Task objective:
Check each line of the entries below for the word "GenerateContentRequest", and copy out the ones that have it.

☆ ☆ ☆ ☆ ☆

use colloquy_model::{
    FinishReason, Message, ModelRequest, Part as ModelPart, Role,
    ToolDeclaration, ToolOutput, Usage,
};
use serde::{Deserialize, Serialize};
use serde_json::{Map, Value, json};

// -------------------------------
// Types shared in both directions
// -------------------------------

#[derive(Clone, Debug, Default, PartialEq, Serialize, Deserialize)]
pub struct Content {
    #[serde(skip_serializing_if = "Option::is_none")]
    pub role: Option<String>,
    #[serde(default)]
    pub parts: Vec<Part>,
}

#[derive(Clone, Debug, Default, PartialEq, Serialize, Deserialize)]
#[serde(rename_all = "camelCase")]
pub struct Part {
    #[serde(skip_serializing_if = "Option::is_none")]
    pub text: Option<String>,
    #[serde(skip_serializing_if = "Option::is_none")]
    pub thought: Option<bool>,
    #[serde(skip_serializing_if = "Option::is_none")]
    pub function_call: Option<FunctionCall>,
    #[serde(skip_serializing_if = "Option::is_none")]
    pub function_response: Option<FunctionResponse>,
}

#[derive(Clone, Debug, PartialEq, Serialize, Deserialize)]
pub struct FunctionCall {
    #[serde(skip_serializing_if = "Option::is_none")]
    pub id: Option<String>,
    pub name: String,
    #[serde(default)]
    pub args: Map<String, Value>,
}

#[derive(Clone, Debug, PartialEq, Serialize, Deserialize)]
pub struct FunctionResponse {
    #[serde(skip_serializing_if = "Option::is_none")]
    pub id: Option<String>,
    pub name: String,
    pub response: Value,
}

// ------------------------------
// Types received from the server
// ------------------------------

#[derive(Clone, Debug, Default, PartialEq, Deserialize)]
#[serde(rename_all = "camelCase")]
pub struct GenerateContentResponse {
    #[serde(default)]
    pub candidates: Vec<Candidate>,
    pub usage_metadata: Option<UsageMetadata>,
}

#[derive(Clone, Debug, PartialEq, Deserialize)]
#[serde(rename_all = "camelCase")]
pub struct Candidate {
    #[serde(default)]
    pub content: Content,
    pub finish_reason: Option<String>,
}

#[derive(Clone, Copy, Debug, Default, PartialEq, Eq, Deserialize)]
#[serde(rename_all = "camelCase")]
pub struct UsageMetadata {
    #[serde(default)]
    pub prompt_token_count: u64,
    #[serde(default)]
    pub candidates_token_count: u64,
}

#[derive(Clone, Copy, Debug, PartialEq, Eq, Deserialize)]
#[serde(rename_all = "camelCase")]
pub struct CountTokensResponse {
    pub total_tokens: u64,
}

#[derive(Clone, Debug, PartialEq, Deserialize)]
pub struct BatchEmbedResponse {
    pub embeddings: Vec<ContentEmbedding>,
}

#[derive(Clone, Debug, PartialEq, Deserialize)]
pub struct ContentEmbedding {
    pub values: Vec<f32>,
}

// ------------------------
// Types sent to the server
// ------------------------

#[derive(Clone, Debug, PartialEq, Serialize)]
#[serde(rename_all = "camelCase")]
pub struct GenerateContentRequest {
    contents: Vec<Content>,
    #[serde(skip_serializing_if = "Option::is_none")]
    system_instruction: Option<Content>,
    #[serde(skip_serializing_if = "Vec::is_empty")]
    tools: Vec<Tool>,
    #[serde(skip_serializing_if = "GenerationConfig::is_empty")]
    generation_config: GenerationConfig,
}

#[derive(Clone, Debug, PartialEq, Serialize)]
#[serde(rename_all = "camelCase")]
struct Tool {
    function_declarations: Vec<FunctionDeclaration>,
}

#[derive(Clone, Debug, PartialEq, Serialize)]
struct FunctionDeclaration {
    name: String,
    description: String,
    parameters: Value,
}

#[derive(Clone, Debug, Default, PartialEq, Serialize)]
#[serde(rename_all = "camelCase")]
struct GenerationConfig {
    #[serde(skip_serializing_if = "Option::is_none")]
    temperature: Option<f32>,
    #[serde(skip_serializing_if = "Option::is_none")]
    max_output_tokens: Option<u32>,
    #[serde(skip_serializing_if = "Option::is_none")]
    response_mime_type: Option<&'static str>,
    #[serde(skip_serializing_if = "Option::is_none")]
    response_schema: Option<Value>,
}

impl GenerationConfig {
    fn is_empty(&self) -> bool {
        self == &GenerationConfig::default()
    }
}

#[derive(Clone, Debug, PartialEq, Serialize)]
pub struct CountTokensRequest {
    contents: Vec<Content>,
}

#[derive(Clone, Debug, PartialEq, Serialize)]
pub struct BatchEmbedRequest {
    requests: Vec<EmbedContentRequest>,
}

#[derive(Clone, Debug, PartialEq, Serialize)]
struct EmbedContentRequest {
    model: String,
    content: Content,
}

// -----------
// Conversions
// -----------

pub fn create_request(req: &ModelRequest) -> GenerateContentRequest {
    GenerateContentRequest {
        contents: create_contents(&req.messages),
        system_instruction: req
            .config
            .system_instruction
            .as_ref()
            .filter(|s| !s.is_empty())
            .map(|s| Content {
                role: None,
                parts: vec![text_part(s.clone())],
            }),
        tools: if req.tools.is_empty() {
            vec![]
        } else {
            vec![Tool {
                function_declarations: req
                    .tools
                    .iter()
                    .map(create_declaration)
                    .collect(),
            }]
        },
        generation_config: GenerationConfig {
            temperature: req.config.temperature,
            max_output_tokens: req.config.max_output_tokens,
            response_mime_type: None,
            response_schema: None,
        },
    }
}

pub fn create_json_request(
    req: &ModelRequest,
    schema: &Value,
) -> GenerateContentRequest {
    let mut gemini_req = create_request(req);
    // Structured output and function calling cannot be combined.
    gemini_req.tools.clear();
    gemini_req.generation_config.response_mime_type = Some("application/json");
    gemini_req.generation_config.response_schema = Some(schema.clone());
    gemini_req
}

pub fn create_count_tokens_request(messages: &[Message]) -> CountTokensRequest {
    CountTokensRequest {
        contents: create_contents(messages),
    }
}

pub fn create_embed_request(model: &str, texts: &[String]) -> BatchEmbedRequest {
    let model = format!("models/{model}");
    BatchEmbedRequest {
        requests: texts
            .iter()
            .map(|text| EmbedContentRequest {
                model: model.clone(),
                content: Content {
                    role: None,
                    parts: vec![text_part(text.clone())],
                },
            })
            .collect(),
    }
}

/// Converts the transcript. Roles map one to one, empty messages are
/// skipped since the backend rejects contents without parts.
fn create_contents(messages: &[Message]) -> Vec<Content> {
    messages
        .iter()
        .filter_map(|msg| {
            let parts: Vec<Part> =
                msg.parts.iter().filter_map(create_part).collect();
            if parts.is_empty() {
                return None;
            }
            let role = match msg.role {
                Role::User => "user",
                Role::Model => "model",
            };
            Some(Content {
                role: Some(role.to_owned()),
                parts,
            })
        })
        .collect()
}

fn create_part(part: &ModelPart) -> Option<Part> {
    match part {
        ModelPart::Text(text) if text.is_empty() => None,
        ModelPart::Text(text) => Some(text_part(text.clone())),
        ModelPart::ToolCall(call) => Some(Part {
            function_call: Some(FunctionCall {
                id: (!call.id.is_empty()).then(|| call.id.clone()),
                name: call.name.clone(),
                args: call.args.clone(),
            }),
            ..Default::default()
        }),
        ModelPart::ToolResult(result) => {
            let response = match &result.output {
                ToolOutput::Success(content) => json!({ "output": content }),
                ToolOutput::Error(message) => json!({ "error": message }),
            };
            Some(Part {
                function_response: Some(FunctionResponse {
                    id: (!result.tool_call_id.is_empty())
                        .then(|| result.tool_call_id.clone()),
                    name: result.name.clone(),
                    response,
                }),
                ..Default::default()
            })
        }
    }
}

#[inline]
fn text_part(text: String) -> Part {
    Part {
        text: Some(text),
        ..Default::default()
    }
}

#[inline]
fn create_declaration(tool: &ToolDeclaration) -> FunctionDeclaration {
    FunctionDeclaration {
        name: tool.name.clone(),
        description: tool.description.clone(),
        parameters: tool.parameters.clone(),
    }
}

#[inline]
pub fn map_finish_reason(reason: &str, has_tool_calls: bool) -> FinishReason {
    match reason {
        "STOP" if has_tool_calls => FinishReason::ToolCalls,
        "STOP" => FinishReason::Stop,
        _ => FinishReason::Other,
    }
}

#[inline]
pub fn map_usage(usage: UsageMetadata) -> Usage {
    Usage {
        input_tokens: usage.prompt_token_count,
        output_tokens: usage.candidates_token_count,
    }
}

☆ ☆ ☆ ☆ ☆

Response:
pub struct GenerateContentRequest {
pub fn create_request(req: &ModelRequest) -> GenerateContentRequest {
    GenerateContentRequest {
) -> GenerateContentRequest {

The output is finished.